• Masui · Dec 2011

    Case Reports

    [Successful anesthetic management of tracheal reconstruction and omentopexy with thoracic epidural anesthesia and transversus abdominis plane block].

    • Shino Matsukawa, Hisanari Ishii, and Kazuhiko Fukuda.
    • Department of Anesthesia, Kyoto University Hospital, Kyoto 606-8507.
    • Masui. 2011 Dec 1;60(12):1387-90.

    AbstractA 64-year-old man was diagnosed to have a tracheal tumor 2 cm proximal to the carina. He was scheduled for tracheal resection and reconstruction with omentopexy.
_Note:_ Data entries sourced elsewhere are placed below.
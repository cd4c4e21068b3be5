//! Scheduler configuration

use serde::{Deserialize, Serialize};
use std::time::Duration;

use super::error::SchedulerError;

/// Scheduler configuration
#[derive(Debug, Clone, Serialize, Deserialize)]
pub struct SchedulerConfig {
    /// Steady-state dispatch rate (requests per second)
    #[serde(rename = "target-rate", default = "default_target_rate")]
    pub target_rate: f64,

    /// Upper bound for any computed delay
    #[serde(rename = "distribution-window-ms", default = "default_distribution_window_ms")]
    pub distribution_window_ms: u64,

    /// Key of the shared backlog record in the state store
    #[serde(rename = "state-key", default = "default_state_key")]
    pub state_key: String,

    /// Queue name reported back to callers
    #[serde(rename = "queue-name", default = "default_queue_name")]
    pub queue_name: String,
}

fn default_target_rate() -> f64 {
    2.0
}

fn default_distribution_window_ms() -> u64 {
    60_000
}

fn default_state_key() -> String {
    "api_queue_state".to_string()
}

fn default_queue_name() -> String {
    "api-rate-limited-queue".to_string()
}

impl Default for SchedulerConfig {
    fn default() -> Self {
        Self {
            target_rate: default_target_rate(),
            distribution_window_ms: default_distribution_window_ms(),
            state_key: default_state_key(),
            queue_name: default_queue_name(),
        }
    }
}

impl SchedulerConfig {
    /// Get the distribution window as a Duration
    pub fn distribution_window(&self) -> Duration {
        Duration::from_millis(self.distribution_window_ms)
    }

    /// Minimum spacing between two requests at the target rate (ms)
    pub fn min_spacing_ms(&self) -> f64 {
        1000.0 / self.target_rate
    }

    /// Reject values the delay arithmetic cannot work with
    pub fn validate(&self) -> Result<(), SchedulerError> {
        if !self.target_rate.is_finite() || self.target_rate <= 0.0 {
            return Err(SchedulerError::InvalidConfig(format!(
                "target-rate must be a positive number, got {}",
                self.target_rate
            )));
        }
        if self.distribution_window_ms == 0 {
            return Err(SchedulerError::InvalidConfig(
                "distribution-window-ms must be greater than zero".to_string(),
            ));
        }
        if self.state_key.trim().is_empty() {
            return Err(SchedulerError::InvalidConfig("state-key must not be empty".to_string()));
        }
        Ok(())
    }
}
An epidual tube was placed at the level of T5-6. After induction of anesthesia by propofol and remifentanil, a tracheal tube was inserted with the aid of bronchofiberscopy. Bilateral transversus abdominis plane block (TAPB) was performed with 0.5% ropivacaine 40 ml under ultrasound guidance. Anesthesia was maintained by sevoflurane and remifentanil, together with epidural infusion of ropivacaine and fentanyl. During tracheal resection and reconstruction, his left main bronchus was intubated directly from the cutting edge. After the operation, he was extubated under anesthesia without coughing. No pain was complained during postoperative course. Epidural anesthesia combined with TAPB provided sufficient postoperative analgesia, especially in tracheal resection and reconstruction with omentopexy.